Он посмотрел на меня очень внимательно.
— Но вы-то знаете? Почему же вам не приходит в голову очевидная мысль, что кузина пытается вас подставить? Вы уверены, что она не сидит сейчас где-нибудь перед дежурным оперативником и не излагает свою версию событий?
— А вам не приходит в голову, что это я пытаюсь подставить кузину?
— Признаться, мелькала у меня такая мысль. Но в таком случае вам нет равных в искусстве притворяться. А весь мой опыт подсказывает, что это не так. Нет, если вы не страдаете раздвоением личности, то вы не убийца.
— И Вероника тоже.
— Откуда такая уверенность? Три месяца знакомства — недостаточный срок, чтобы судить о человеке.
— И это говорите мне вы? Позвольте вам напомнить: вы только что вынесли суждение о моей невиновности, хотя не знаете меня и трех дней.
— Разбираться в людях — моя профессия.
— Представьте себе, и моя тоже. Художник, который не видит сути, ничего не стоит. Кстати, Петровский по роду профессии должен разбираться в людях не хуже вас. А он с легкостью допускает, что я поубивала прорву народа. Вот вы перечислили факты, свидетельствующие против Вероники. А хотите узнать, какими фактами будет оперировать Петровский, добиваясь санкции на мой арест? На вечеринке, где убили Прокофьеву, я была, алиби на момент убийства не имею.

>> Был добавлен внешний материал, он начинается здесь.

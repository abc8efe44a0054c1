use crate::error::{ArisanError, Result};
use crate::sanitize::DedupPolicy;
use serde::{Deserialize, Serialize};

#[derive(Debug, Clone, PartialEq, Serialize, Deserialize)]
#[serde(default)]
pub struct ArisanConfig {
    /// Header of the roster column, matched case-insensitively
    pub name_column: String,
    pub dedup: DedupPolicy,
    pub template_names: Vec<String>,
    pub template_sheet: String,
    pub history_sheet: String,
}

impl Default for ArisanConfig {
    fn default() -> Self {
        Self {
            name_column: "nama".to_string(),
            dedup: DedupPolicy::CaseInsensitive,
            template_names: ["Ani", "Budi", "Cici", "Dedi"]
                .iter()
                .map(|s| s.to_string())
                .collect(),
            template_sheet: "Peserta".to_string(),
            history_sheet: "Riwayat".to_string(),
        }
    }
}

impl ArisanConfig {
    pub fn validate(&self) -> Result<()> {
        if self.name_column.trim().is_empty() {
            return Err(ArisanError::config("Roster column name cannot be empty"));
        }

        for sheet in [&self.template_sheet, &self.history_sheet] {
            // xlsx limit
            if sheet.trim().is_empty() || sheet.chars().count() > 31 {
                return Err(ArisanError::config(format!(
                    "Sheet name '{}' must be 1-31 characters",
                    sheet
                )));
            }
        }

        Ok(())
    }
}

#[cfg(test)]
mod tests {
    use super::*;

    #[test]
    fn test_default_config_is_valid() {
        let config = ArisanConfig::default();
        config.validate().unwrap();
        assert_eq!(config.name_column, "nama");
        assert_eq!(config.template_names.len(), 4);
    }

    #[test]
    fn test_partial_json_uses_defaults() {
        let config: ArisanConfig =
            serde_json::from_str(r#"{"dedup": "case_sensitive", "history_sheet": "History"}"#)
                .unwrap();
        assert_eq!(config.dedup, DedupPolicy::CaseSensitive);
        assert_eq!(config.history_sheet, "History");
        assert_eq!(config.name_column, "nama");
    }

    #[test]
    fn test_validate_rejects_bad_values() {
        let config = ArisanConfig {
            name_column: " ".to_string(),
            ..Default::default()
        };
        assert!(config.validate().is_err());

        let config = ArisanConfig {
            history_sheet: "x".repeat(32),
            ..Default::default()
        };
        assert!(config.validate().is_err());
    }
}
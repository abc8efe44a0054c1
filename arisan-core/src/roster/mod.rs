//! Roster import from CSV, spreadsheets and plain text.
//!
//! Importers only produce raw strings. Trimming, dedup and ordering happen
//! when the names reach [`crate::CycleState::set_participants`].

pub mod template;

pub use template::{template_workbook, write_template};

use crate::{ArisanError, Result};
use calamine::{open_workbook_auto, Data, Reader};
use std::io::Read;
use std::path::Path;

#[derive(Debug, Clone, Copy, PartialEq, Eq)]
pub enum RosterFormat {
    Csv,
    Spreadsheet,
    Text,
}

impl RosterFormat {
    pub fn from_path(path: &Path) -> Result<Self> {
        let ext = path
            .extension()
            .and_then(|e| e.to_str())
            .map(|e| e.to_ascii_lowercase())
            .unwrap_or_default();

        match ext.as_str() {
            "csv" => Ok(RosterFormat::Csv),
            "xlsx" | "xlsm" | "xls" | "ods" => Ok(RosterFormat::Spreadsheet),
            "txt" => Ok(RosterFormat::Text),
            _ => Err(ArisanError::UnsupportedFormat(path.display().to_string())),
        }
    }
}

/// Read raw names from a roster file, picking the reader by extension
pub fn import_file(path: &Path, column: &str) -> Result<Vec<String>> {
    let names = match RosterFormat::from_path(path)? {
        RosterFormat::Csv => {
            let file = std::fs::File::open(path)?;
            read_csv(file, column)?
        }
        RosterFormat::Spreadsheet => read_spreadsheet(path, column)?,
        RosterFormat::Text => parse_lines(&std::fs::read_to_string(path)?),
    };

    tracing::info!("Imported {} rows from {}", names.len(), path.display());
    Ok(names)
}

/// One name per line
pub fn parse_lines(text: &str) -> Vec<String> {
    text.lines().map(|line| line.to_string()).collect()
}

pub fn read_csv<R: Read>(reader: R, column: &str) -> Result<Vec<String>> {
    let mut rdr = csv::ReaderBuilder::new()
        .flexible(true)
        .from_reader(reader);

    let idx = find_column(rdr.headers()?.iter(), column)?;

    let mut names = Vec::new();
    for record in rdr.records() {
        let record = record?;
        names.push(record.get(idx).unwrap_or_default().to_string());
    }
    Ok(names)
}

/// Reads the first sheet of an xlsx/xls/ods workbook
pub fn read_spreadsheet(path: &Path, column: &str) -> Result<Vec<String>> {
    let mut workbook = open_workbook_auto(path)?;
    let range = workbook
        .worksheet_range_at(0)
        .ok_or_else(|| ArisanError::file_parse("workbook has no sheets"))??;

    let mut rows = range.rows();
    let header: Vec<String> = match rows.next() {
        Some(row) => row.iter().map(cell_text).collect(),
        None => Vec::new(),
    };
    let idx = find_column(header.iter().map(String::as_str), column)?;

    Ok(rows
        .map(|row| row.get(idx).map(cell_text).unwrap_or_default())
        .collect())
}

fn cell_text(cell: &Data) -> String {
    match cell {
        Data::Empty => String::new(),
        Data::String(s) => s.clone(),
        other => other.to_string(),
    }
}

fn find_column<'a>(headers: impl Iterator<Item = &'a str>, column: &str) -> Result<usize> {
    let wanted = column.trim().to_lowercase();
    headers
        .map(|h| h.trim_start_matches('\u{feff}').trim().to_lowercase())
        .position(|h| h == wanted)
        .ok_or_else(|| ArisanError::MissingColumn {
            column: column.to_string(),
        })
}

#[cfg(test)]
mod tests {
    use super::*;
    use crate::{sanitize, ArisanConfig};
    use tempfile::tempdir;

    #[test]
    fn test_read_csv_matches_column_loosely() {
        let data = "id, Nama \n1,Budi\n2,  Ani\n3,\n4,Cici\n";
        let names = read_csv(data.as_bytes(), "nama").unwrap();
        assert_eq!(names, vec!["Budi", "  Ani", "", "Cici"]);
        assert_eq!(sanitize(names).names(), vec!["Ani", "Budi", "Cici"]);
    }

    #[test]
    fn test_read_csv_short_rows() {
        let data = "nama,kota\nAni,Bandung\nBudi\n";
        let names = read_csv(data.as_bytes(), "nama").unwrap();
        assert_eq!(names, vec!["Ani", "Budi"]);

        let data = "kota,nama\nBandung\n";
        let names = read_csv(data.as_bytes(), "nama").unwrap();
        assert_eq!(names, vec![""]);
    }

    #[test]
    fn test_read_csv_missing_column() {
        let data = "name\nAni\n";
        let err = read_csv(data.as_bytes(), "nama").unwrap_err();
        assert!(matches!(err, ArisanError::MissingColumn { ref column } if column == "nama"));
    }

    #[test]
    fn test_read_csv_malformed() {
        let data: &[u8] = b"nama\n\xff\xfe\n";
        assert!(matches!(
            read_csv(data, "nama"),
            Err(ArisanError::FileParse(_))
        ));
    }

    #[test]
    fn test_parse_lines() {
        let names = parse_lines("Ani\r\nBudi\n\n Cici ");
        assert_eq!(sanitize(names).names(), vec!["Ani", "Budi", "Cici"]);
    }

    #[test]
    fn test_format_from_path() {
        assert_eq!(
            RosterFormat::from_path(Path::new("peserta.CSV")).unwrap(),
            RosterFormat::Csv
        );
        assert_eq!(
            RosterFormat::from_path(Path::new("peserta.xlsx")).unwrap(),
            RosterFormat::Spreadsheet
        );
        assert_eq!(
            RosterFormat::from_path(Path::new("peserta.txt")).unwrap(),
            RosterFormat::Text
        );
        assert!(matches!(
            RosterFormat::from_path(Path::new("peserta.pdf")),
            Err(ArisanError::UnsupportedFormat(_))
        ));
    }

    #[test]
    fn test_template_round_trips_through_import() {
        let dir = tempdir().unwrap();
        let path = dir.path().join("template.xlsx");
        let config = ArisanConfig::default();

        write_template(&path, &config).unwrap();
        let names = import_file(&path, &config.name_column).unwrap();
        assert_eq!(names, vec!["Ani", "Budi", "Cici", "Dedi"]);
    }

    #[test]
    fn test_import_csv_file() {
        let dir = tempdir().unwrap();
        let path = dir.path().join("peserta.csv");
        std::fs::write(&path, "nama\nDedi\nani\n").unwrap();

        let names = import_file(&path, "nama").unwrap();
        assert_eq!(sanitize(names).names(), vec!["ani", "Dedi"]);
    }

    #[test]
    fn test_import_corrupt_spreadsheet() {
        let dir = tempdir().unwrap();
        let path = dir.path().join("broken.xlsx");
        std::fs::write(&path, b"not a zip archive").unwrap();

        assert!(matches!(
            import_file(&path, "nama"),
            Err(ArisanError::FileParse(_))
        ));
    }
}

В доме Цыганкова находилась в ту минуту, когда в него всаживали нож. О звонке, который якобы вызвал меня туда, известно только с моих слов.
— Но у вас нет мотива.
— Для меня Петровский с удовольствием его изобретет. Например, я боюсь выпустить из рук Вероникины деньги, а потому убиваю всех, кто имеет на нее влияние.
— Но денег-то у вас нет. Это другие думают, будто они у вас, а на самом деле они лежат на счету Вероники, правильно?

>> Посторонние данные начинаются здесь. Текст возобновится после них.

mod animation;
mod commands;
mod config;

use arisan_core::ArisanError;
use clap::{Parser, Subcommand};
use config::CliConfig;
use std::path::PathBuf;
use tracing_subscriber::{layer::SubscriberExt, util::SubscriberInitExt};

#[derive(Parser)]
#[command(name = "arisan")]
#[command(about = "Arisan rotating draw - every participant wins once per cycle")]
#[command(version)]
struct Cli {
    /// Data directory for config, templates and exports
    #[arg(short, long, global = true)]
    data_dir: Option<PathBuf>,

    /// Verbose output
    #[arg(short, long, global = true)]
    verbose: bool,

    /// Skip the spinning animation
    #[arg(long, global = true)]
    no_animation: bool,

    #[command(subcommand)]
    command: Commands,
}

#[derive(Subcommand)]
enum Commands {
    /// Roster template and import commands
    #[command(subcommand)]
    Roster(commands::RosterCommands),

    /// Draw winners from a roster file
    Draw(commands::DrawArgs),

    /// Re-derive the index a recorded seed selects
    Replay(commands::ReplayArgs),

    /// Run an interactive draw session
    Session(commands::SessionArgs),
}

#[tokio::main]
async fn main() -> Result<(), Box<dyn std::error::Error>> {
    let cli = Cli::parse();

    // Get data directory
    let data_dir = cli.data_dir.unwrap_or_else(config::default_data_dir);

    // Ensure data directory exists
    tokio::fs::create_dir_all(&data_dir).await?;

    let mut config = CliConfig::load(&data_dir).await?;
    config.verbose |= cli.verbose;
    if cli.no_animation {
        config.animation.enabled = false;
    }

    // Initialize logging
    tracing_subscriber::registry()
        .with(tracing_subscriber::EnvFilter::new(log_filter(config.verbose)))
        .with(tracing_subscriber::fmt::layer())
        .init();

    tracing::debug!("Using data directory {}", config.data_dir.display());

    // Execute command
    let result = match cli.command {
        Commands::Roster(cmd) => commands::handle_roster_command(cmd, &config),
        Commands::Draw(args) => commands::handle_draw_command(args, &config),
        Commands::Replay(args) => commands::handle_replay_command(args),
        Commands::Session(args) => commands::run_session(args, &config),
    };

    if let Err(e) = result {
        match e {
            ArisanError::MissingColumn { column } => {
                eprintln!("Error: Roster file has no '{}' column", column);
                eprintln!("Use 'arisan roster template' to get a file in the right shape");
            }
            ArisanError::UnsupportedFormat(path) => {
                eprintln!("Error: Unsupported roster file: {}", path);
                eprintln!("Supported formats: csv, xlsx, xlsm, xls, ods, txt");
            }
            ArisanError::EmptyPool => {
                eprintln!("Error: No participants to draw from");
            }
            _ => {
                eprintln!("Error: {}", e);
            }
        }
        std::process::exit(1);
    }

    Ok(())
}

/// Core events stay quiet unless verbose so winners are not announced before the spin
fn log_filter(verbose: bool) -> String {
    if verbose {
        "arisan=debug,arisan_core=debug".to_string()
    } else {
        "arisan=info,arisan_core=warn".to_string()
    }
}
//! Logging configuration from TOML (`[logging]` section)

use serde::{Deserialize, Serialize};

#[derive(Debug, Clone, Default, PartialEq, Serialize, Deserialize)]
#[serde(default)]
pub struct FileLoggingConfig {
    /// JSONL conversation log path (disabled when unset)
    pub conversation_log: Option<String>,
    /// Diagnostic log file; stderr when unset
    pub file: Option<String>,
}
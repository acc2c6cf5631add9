//! Configuration file loading for copilot-harness
//!
//! This module handles file I/O and merging of configuration from multiple sources.
//! The priority order (highest to lowest):
//!
//! 1. `HARNESS_*` environment variables (`HARNESS_SESSION__MODEL=gpt-5`)
//! 2. `--config <path>` specified file
//! 3. Project root: `./copilot-harness.toml` or `./.copilot-harness.toml`
//! 4. XDG config: `$XDG_CONFIG_HOME/copilot-harness/config.toml`
//! 5. Default values

mod file_config;
mod loader;

pub use file_config::{
    ConfigValidationError, FileClientConfig, FileConfig, FileLoggingConfig, FileProviderConfig,
    FileSessionConfig,
};
pub use loader::ConfigLoader;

— Правильно. Но Петровский что-нибудь измыслит. Кстати, я не исключаю, что Вероника оформила на меня доверенность.
Полевичек поднял бровь.
— Не предупредив вас?
— Запросто. Мы вечно спорили по поводу ее денег. Вероника любыми способами пыталась навязать мне контроль над ними. У нее просто пунктик какой-то на этой почве — она, видите ли, должна выполнить волю отца.

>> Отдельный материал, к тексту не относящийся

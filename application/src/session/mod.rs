//! Session engine.
//!
//! A [`Session`] is the caller-facing handle of one conversation hosted by
//! the backend. Each session owns a pump task that consumes its inbound
//! stream, dispatches tool calls, answers permission requests and
//! completes turns. Sessions of the same connection are independent: a
//! slow handler or a pending permission decision in one never delays
//! another.

mod pump;
pub(crate) mod state;


use crate::config::{MessageOptions, ResumeSessionConfig, SessionConfig};
use crate::dispatch::ToolDispatcher;
use crate::error::{ConnectionError, SessionError};
use crate::permission::PermissionGate;
use crate::ports::agent_connection::{AgentConnection, SessionLink, SessionSpec};
use crate::ports::conversation_logger::{ConversationLogger, NoConversationLogger};
use crate::ports::permission_policy::PermissionPolicy;
use crate::ports::session_history::SessionHistoryStore;
use crate::ports::tool_handler::ToolRegistration;
use harness_domain::{Message, SessionEvent, SessionId, Transcript, TurnPhase};
use pump::SessionPump;
use state::{SessionShared, TurnOutcome};
use std::sync::Arc;
use std::time::Duration;
use tokio::sync::{broadcast, oneshot};
use tokio_util::sync::CancellationToken;
use tracing::{debug, info, warn};

/// Capacity of each session's event broadcast. Slow subscribers lag
/// instead of blocking the pump.
const EVENT_CAPACITY: usize = 256;

/// Everything a session needs from the client that owns it.
#[derive(Clone)]
pub struct SessionContext {
    pub connection: Arc<dyn AgentConnection>,
    /// Cancelled when the client stops; every session token is a child.
    pub cancel: CancellationToken,
    pub logger: Arc<dyn ConversationLogger>,
}

impl SessionContext {
    pub fn new(connection: Arc<dyn AgentConnection>) -> Self {
        Self {
            connection,
            cancel: CancellationToken::new(),
            logger: Arc::new(NoConversationLogger),
        }
    }

    pub fn with_cancel(mut self, cancel: CancellationToken) -> Self {
        self.cancel = cancel;
        self
    }

    pub fn with_logger(mut self, logger: Arc<dyn ConversationLogger>) -> Self {
        self.logger = logger;
        self
    }
}

/// Handle to one live session.
///
/// Dropping the handle stops the pump and releases the local route; use
/// [`Session::close`] to also release the session on the backend.
pub struct Session {
    shared: Arc<SessionShared>,
}

impl Session {
    /// Create a new session on the backend.
    pub async fn create(ctx: &SessionContext, config: SessionConfig) -> Result<Self, SessionError> {
        let spec = SessionSpec::from(&config);
        let link = ctx.connection.create_session(&spec).await?;
        info!(session_id = %link.session_id, "Session created");

        Ok(Self::start(
            ctx,
            link,
            Transcript::new(),
            config.tools,
            config.permission_policy,
            config.turn_timeout,
        ))
    }

    /// Re-attach to a session the backend already hosts.
    ///
    /// The transcript is rebuilt from the backend's history before the
    /// handle is returned, so earlier turns are visible through
    /// [`Session::messages`].
    pub async fn resume(
        ctx: &SessionContext,
        history: &dyn SessionHistoryStore,
        session_id: SessionId,
        config: ResumeSessionConfig,
    ) -> Result<Self, SessionError> {
        let spec = SessionSpec::from(&config);
        let link = ctx
            .connection
            .resume_session(&session_id, &spec)
            .await?;

        let messages = match history.fetch_history(&link.session_id).await {
            Ok(messages) => messages,
            Err(e) => {
                let session_id = link.session_id.clone();
                drop(link);
                ctx.connection.release_session(&session_id);
                return Err(e.into());
            }
        };

        let (transcript, skipped) = Transcript::from_history(messages);
        for e in &skipped {
            warn!(session_id = %link.session_id, "Skipping history entry: {}", e);
        }
        info!(
            session_id = %link.session_id,
            "Session resumed with {} message(s)",
            transcript.len()
        );

        Ok(Self::start(
            ctx,
            link,
            transcript,
            config.tools,
            config.permission_policy,
            config.turn_timeout,
        ))
    }

    fn start(
        ctx: &SessionContext,
        link: SessionLink,
        transcript: Transcript,
        tools: Vec<ToolRegistration>,
        policy: Option<Arc<dyn PermissionPolicy>>,
        turn_timeout: Duration,
    ) -> Self {
        let SessionLink {
            session_id,
            inbound,
        } = link;
        let cancel = ctx.cancel.child_token();

        let gate = Arc::new(PermissionGate::new(
            session_id.clone(),
            policy,
            cancel.clone(),
            Arc::clone(&ctx.logger),
        ));
        let dispatcher = Arc::new(ToolDispatcher::new(
            session_id.clone(),
            tools,
            Arc::clone(&gate),
            cancel.clone(),
            Arc::clone(&ctx.logger),
        ));
        let shared = Arc::new(SessionShared::new(
            session_id,
            Arc::clone(&ctx.connection),
            transcript,
            cancel,
            turn_timeout,
            Arc::clone(&ctx.logger),
            EVENT_CAPACITY,
        ));

        let pump = SessionPump::new(Arc::clone(&shared), inbound, dispatcher, gate);
        tokio::spawn(pump.run());

        Self { shared }
    }

    pub fn id(&self) -> &SessionId {
        &self.shared.id
    }

    /// Transmit a prompt without waiting for the turn to finish.
    pub async fn send(&self, options: impl Into<MessageOptions>) -> Result<(), SessionError> {
        let options = options.into();
        let seq = self.shared.begin_turn(&options.prompt, None)?;
        self.transmit(seq, &options).await
    }

    /// Transmit a prompt and wait until the backend reports the turn idle.
    ///
    /// Returns the last assistant message with content, or `None` when the
    /// turn produced none. On [`SessionError::TurnTimedOut`] the turn keeps
    /// running on the backend and the session stays usable.
    pub async fn send_and_wait(
        &self,
        options: impl Into<MessageOptions>,
        timeout: Option<Duration>,
    ) -> Result<Option<Message>, SessionError> {
        let options = options.into();
        let limit = timeout.unwrap_or(self.shared.turn_timeout);

        let (tx, rx) = oneshot::channel::<TurnOutcome>();
        let seq = self.shared.begin_turn(&options.prompt, Some(tx))?;
        self.transmit(seq, &options).await?;

        match tokio::time::timeout(limit, rx).await {
            Ok(Ok(outcome)) => outcome,
            Ok(Err(_)) => Err(self.shared.end_reason()),
            Err(_) => {
                self.shared.detach_waiter(seq);
                debug!(session_id = %self.shared.id, "Turn {} timed out after {:?}", seq, limit);
                Err(SessionError::TurnTimedOut(limit))
            }
        }
    }

    async fn transmit(&self, seq: u64, options: &MessageOptions) -> Result<(), SessionError> {
        if let Err(e) = self
            .shared
            .connection
            .send_prompt(&self.shared.id, options)
            .await
        {
            self.shared.abandon_turn(seq);
            return Err(e.into());
        }
        Ok(())
    }

    /// Subscribe to every event of this session, in receipt order.
    ///
    /// Events are buffered while a tool batch is outstanding, so a
    /// subscriber never sees a later assistant message before the results
    /// it depends on were sent.
    pub fn subscribe(&self) -> broadcast::Receiver<SessionEvent> {
        self.shared.events.subscribe()
    }

    /// Snapshot of the transcript.
    pub fn messages(&self) -> Vec<Message> {
        self.shared.state().transcript.messages().to_vec()
    }

    pub fn phase(&self) -> TurnPhase {
        self.shared.state().phase
    }

    /// Ask the backend to abort the running turn.
    pub async fn abort(&self) -> Result<(), SessionError> {
        if let Some(reason) = &self.shared.state().ended {
            return Err(reason.for_later_calls());
        }
        self.shared
            .connection
            .abort(&self.shared.id)
            .await
            .map_err(Into::into)
    }

    /// Stop the session and release it on the backend.
    ///
    /// Pending waits fail with [`SessionError::Cancelled`]. Closing an
    /// already closed session is a no-op; closing a failed session still
    /// releases it on the backend.
    pub async fn close(&self) -> Result<(), SessionError> {
        if self.shared.state().ended == Some(SessionError::Cancelled) {
            return Ok(());
        }
        self.shared.finish(SessionError::Cancelled);
        self.shared.cancel.cancel();
        self.shared.connection.release_session(&self.shared.id);

        match self.shared.connection.destroy_session(&self.shared.id).await {
            Ok(()) | Err(ConnectionError::Closed) => {
                info!(session_id = %self.shared.id, "Session closed");
                Ok(())
            }
            Err(e) => Err(e.into()),
        }
    }
}

impl Drop for Session {
    fn drop(&mut self) {
        self.shared.cancel.cancel();
        self.shared.connection.release_session(&self.shared.id);
    }
}

impl std::fmt::Debug for Session {
    fn fmt(&self, f: &mut std::fmt::Formatter<'_>) -> std::fmt::Result {
        f.debug_struct("Session")
            .field("id", &self.shared.id)
            .finish_non_exhaustive()
    }
}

— А кто-нибудь может подтвердить, что у вас были споры на эту тему?
— Тому, кто может это подтвердить, Петровский ни за что не поверит. По его мнению, мои друзья и знакомые только и делают, что выгораживают меня и прячут трупы, которые я повсюду разбрасываю. В общем, на вас вся надежда, Михаил Ильич. Если вы не поможете, он меня точно засадит. А Вероника без меня пропадет.
— Какого же рода помощи вы от меня ждете? — поинтересовался Полевичек настороженно.
— Не бойтесь, убить Петровского я вас не попрошу. Для начала скажите: дело Прокофьевой у вас забрали?
— Не совсем. Меня подключили к расследованию, которое будет вести МУР. Так вышло, что Прокофьева снимала квартиру в нашем же округе.
— Неудивительно. Курсы, где они с Вероникой преподавали, тоже в вашем районе.
— Так вот, я буду ходить по соседям, выспрашивать, кому что известно. Посему, если вы имели обыкновение захаживать к Прокофьевой на чай, лучше признайтесь сразу.
— Честное слово, не имела. М-да, теперь даже и не знаю, как вас просить. Вы будете заняты совсем другим делом…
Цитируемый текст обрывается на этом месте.